Spring SAVY 2017, Day 2- Intro to Journalism
This week in Intro to Journalism, we continued learning about newswriting by putting our writing, interviewing, and critical thinking skills into practice. Students wrote their very own breaking news stories based on a prompt: they were asked to imagine that students in their school had received a letter from the principal on the last day of school announcing that all extracurricular activities or clubs except for sports and yearbook would be cut starting the next school year due to budget limitations. Students first practiced writing a breaking news story following the inverted pyramid structure they’d learned about last week: identifying the who, what, where, when, why/how of the story and reporting the details in order of what they felt was most important to least important. Many of them noticed again that their idea of what was most important was different from what some of their classmates identified as most important, prompting a discussion about whether journalists can ever be truly objective.

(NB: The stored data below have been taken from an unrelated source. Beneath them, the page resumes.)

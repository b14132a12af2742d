//! Manages the pool of blocks backing one memory type.

use std::ptr::NonNull;

use crate::allocation::Allocation;
use crate::block::MemoryBlock;
use crate::device::{DedicatedAllocationHint, MemoryDevice, MemoryPropertyFlags};
use crate::error::{AllocationError, AllocationResult};
use crate::location::{AllocationScheme, ResourceKind};

/// A pending request translated from the caller-facing
/// `AllocationCreateDesc`, internal to the façade/memory-type boundary.
#[derive(Clone)]
pub(crate) struct Request {
    pub size: u64,
    pub alignment: u64,
    pub linear: bool,
    pub scheme: AllocationScheme,
    pub name: Option<String>,
}

/// All blocks backing one memory type. Slots are present/absent rather than
/// removed outright, so a freed block's index can be reused without
/// shifting every allocation's `block_index`.
#[derive(Debug)]
pub struct MemoryType {
    blocks: Vec<Option<MemoryBlock>>,
    memory_type_index: u32,
    property_flags: MemoryPropertyFlags,
    heap_index: u32,
    mappable: bool,
    block_size: u64,
    active_general_blocks: usize,
    log_memory_information: bool,
}

impl MemoryType {
    pub(crate) fn new(memory_type_index: u32, property_flags: MemoryPropertyFlags, heap_index: u32, mappable: bool, block_size: u64, log_memory_information: bool) -> Self {
        Self {
            blocks: Vec::new(),
            memory_type_index,
            property_flags,
            heap_index,
            mappable,
            block_size,
            active_general_blocks: 0,
            log_memory_information,
        }
    }

    #[must_use]
    pub fn memory_type_index(&self) -> u32 {
        self.memory_type_index
    }

    #[must_use]
    pub fn property_flags(&self) -> MemoryPropertyFlags {
        self.property_flags
    }

    #[must_use]
    pub fn heap_index(&self) -> u32 {
        self.heap_index
    }

    #[must_use]
    pub fn active_general_blocks(&self) -> usize {
        self.active_general_blocks
    }

    pub(crate) fn blocks(&self) -> impl Iterator<Item = (usize, &MemoryBlock)> {
        self.blocks.iter().enumerate().filter_map(|(index, block)| block.as_ref().map(|block| (index, block)))
    }

    pub(crate) fn allocate(&mut self, device: &dyn MemoryDevice, request: Request, granularity: u64, device_address: bool) -> AllocationResult<Allocation> {
        let dedicated = request.scheme.is_dedicated();
        let requires_own_block = request.size > self.block_size;

        if dedicated || requires_own_block {
            return self.allocate_single_block(device, request, device_address, dedicated);
        }
        self.allocate_managed(device, request, granularity)
    }

    fn allocate_single_block(&mut self, device: &dyn MemoryDevice, request: Request, device_address: bool, dedicated: bool) -> AllocationResult<Allocation> {
        let hint = DedicatedAllocationHint {
            dedicated_buffer: matches!(request.scheme, AllocationScheme::DedicatedBuffer(_)),
            dedicated_image: matches!(request.scheme, AllocationScheme::DedicatedImage(_)),
            device_address,
        };
        let block = MemoryBlock::new(device, request.size, self.memory_type_index, self.mappable, hint, true)?;
        let block_index = self.place_block(block);
        if self.log_memory_information {
            crate::log::block_opened(self.memory_type_index, block_index, request.size, true);
        }

        let kind = ResourceKind::from_linear(request.linear);
        let block = self.blocks[block_index].as_mut().expect("just placed");
        let (offset, chunk_id) = block.sub_allocator.allocate(request.size, request.alignment, kind, 1, request.name.clone())?;

        Ok(self.build_allocation(block_index, offset, chunk_id, request.size, dedicated, request.name))
    }

    fn allocate_managed(&mut self, device: &dyn MemoryDevice, request: Request, granularity: u64) -> AllocationResult<Allocation> {
        let kind = ResourceKind::from_linear(request.linear);
        let mut reuse_slot: Option<usize> = None;

        for index in (0..self.blocks.len()).rev() {
            match &mut self.blocks[index] {
                Some(block) => match block.sub_allocator.allocate(request.size, request.alignment, kind, granularity, request.name.clone()) {
                    Ok((offset, chunk_id)) => {
                        return Ok(self.build_allocation(index, offset, chunk_id, request.size, false, request.name));
                    }
                    Err(AllocationError::OutOfMemory) => continue,
                    Err(other) => return Err(other),
                },
                None => reuse_slot = Some(index),
            }
        }

        let hint = DedicatedAllocationHint::default();
        let block = MemoryBlock::new(device, self.block_size, self.memory_type_index, self.mappable, hint, false)?;
        let block_index = match reuse_slot {
            Some(index) => {
                self.blocks[index] = Some(block);
                index
            }
            None => {
                self.blocks.push(Some(block));
                self.blocks.len() - 1
            }
        };
        self.active_general_blocks += 1;
        if self.log_memory_information {
            crate::log::block_opened(self.memory_type_index, block_index, self.block_size, false);
        }

        let block = self.blocks[block_index].as_mut().expect("just placed");
        let (offset, chunk_id) = block
            .sub_allocator
            .allocate(request.size, request.alignment, kind, granularity, request.name.clone())
            .map_err(|err| AllocationError::Internal(format!("newly opened block rejected its own allocation: {err}")))?;

        Ok(self.build_allocation(block_index, offset, chunk_id, request.size, false, request.name))
    }

    pub(crate) fn free(&mut self, device: &dyn MemoryDevice, allocation: &Allocation) -> AllocationResult<()> {
        let Some(chunk_id) = allocation.chunk_id else {
            return Ok(());
        };
        let block_index = allocation.block_index;

        let is_general = {
            let block = self
                .blocks
                .get_mut(block_index)
                .and_then(Option::as_mut)
                .ok_or_else(|| AllocationError::Internal("free: block index out of range".into()))?;
            block.sub_allocator.free(chunk_id)?;
            !block.dedicated
        };

        let block = self.blocks[block_index].as_ref().expect("checked above");
        if block.sub_allocator.is_empty() {
            // Keep at least one warm general block per memory type so we
            // don't oscillate opening/closing the driver's only block.
            let keep_resident = is_general && self.active_general_blocks <= 1;
            if !keep_resident {
                let block = self.blocks[block_index].take().expect("checked above");
                if self.log_memory_information {
                    crate::log::block_destroyed(self.memory_type_index, block_index, block.size);
                }
                block.destroy(device);
                if is_general {
                    self.active_general_blocks -= 1;
                }
            }
        }
        Ok(())
    }

    pub(crate) fn rename(&mut self, chunk_id: crate::chunk::ChunkId, block_index: usize, name: Option<String>) -> AllocationResult<()> {
        let block = self
            .blocks
            .get_mut(block_index)
            .and_then(Option::as_mut)
            .ok_or_else(|| AllocationError::Internal("rename: block index out of range".into()))?;
        block.sub_allocator.rename(chunk_id, name)
    }

    pub(crate) fn dispose(&mut self, device: &dyn MemoryDevice) {
        let log_memory_information = self.log_memory_information;
        let memory_type_index = self.memory_type_index;
        for (index, slot) in self.blocks.drain(..).enumerate() {
            if let Some(block) = slot {
                if log_memory_information {
                    crate::log::block_destroyed(memory_type_index, index, block.size);
                }
                block.destroy(device);
            }
        }
        self.active_general_blocks = 0;
    }

    fn place_block(&mut self, block: MemoryBlock) -> usize {
        if let Some(index) = self.blocks.iter().position(Option::is_none) {
            self.blocks[index] = Some(block);
            index
        } else {
            self.blocks.push(Some(block));
            self.blocks.len() - 1
        }
    }

    fn build_allocation(&self, block_index: usize, offset: u64, chunk_id: crate::chunk::ChunkId, size: u64, dedicated: bool, name: Option<String>) -> Allocation {
        let block = self.blocks[block_index].as_ref().expect("just allocated into it");
        let mapped_ptr = block.mapped_ptr.map(|ptr| unsafe { NonNull::new_unchecked(ptr.as_ptr().add(offset as usize)) });
        Allocation {
            chunk_id: Some(chunk_id),
            offset,
            size,
            block_index,
            memory_type_index: self.memory_type_index,
            device_memory: block.device_memory,
            mapped_ptr,
            memory_properties: self.property_flags,
            dedicated,
            name,
        }
    }
}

Then, students used a model of creative thinking to “step back” from the immediate details of the story and brainstorm angles for follow-up stories. Who would be interested in or affected by the principal’s decision that they might want to talk to? What would be the implications of implementing these cuts? What larger inferences could they make about the state of the school budget, or the future of students in that school, that would be worth exploring? What further research would they need to do to follow these leads? During our discussion, students generated close to two dozen possible angles for future stories, and planned follow-ups ranging from immediate reactions of students in the school to multi-part investigations into budgetary decisions and larger questions of education funding priorities in our society.
We then turned to a discussion of interviewing sources, and learned tips for asking effective interview questions. After students identified 4-5 key sources they would need to interview for their follow-up stories, the class held a mock news conference in which students got to ask questions of volunteers from the class playing the principal, a student in an activity being cut, a student in an activity not being cut, and a teacher who had directed one of the clubs being cut. This gave students the opportunity to practice trying out different types of interview questions and responding to different source reactions. We closed out the lesson by discussing what we would do if, during an interview, a source made a claim that we knew to be untrue. Would we correct or challenge that source immediately, or wait? Was there danger in waiting? How would we report on a claim we knew to be false? What kinds of evidence would we present to counteract the claim? What if part of the claim was true? Students had many different ideas about what they would do, but most agreed that saying nothing was not an option, because of the danger of people repeating the claim as fact once it was out there.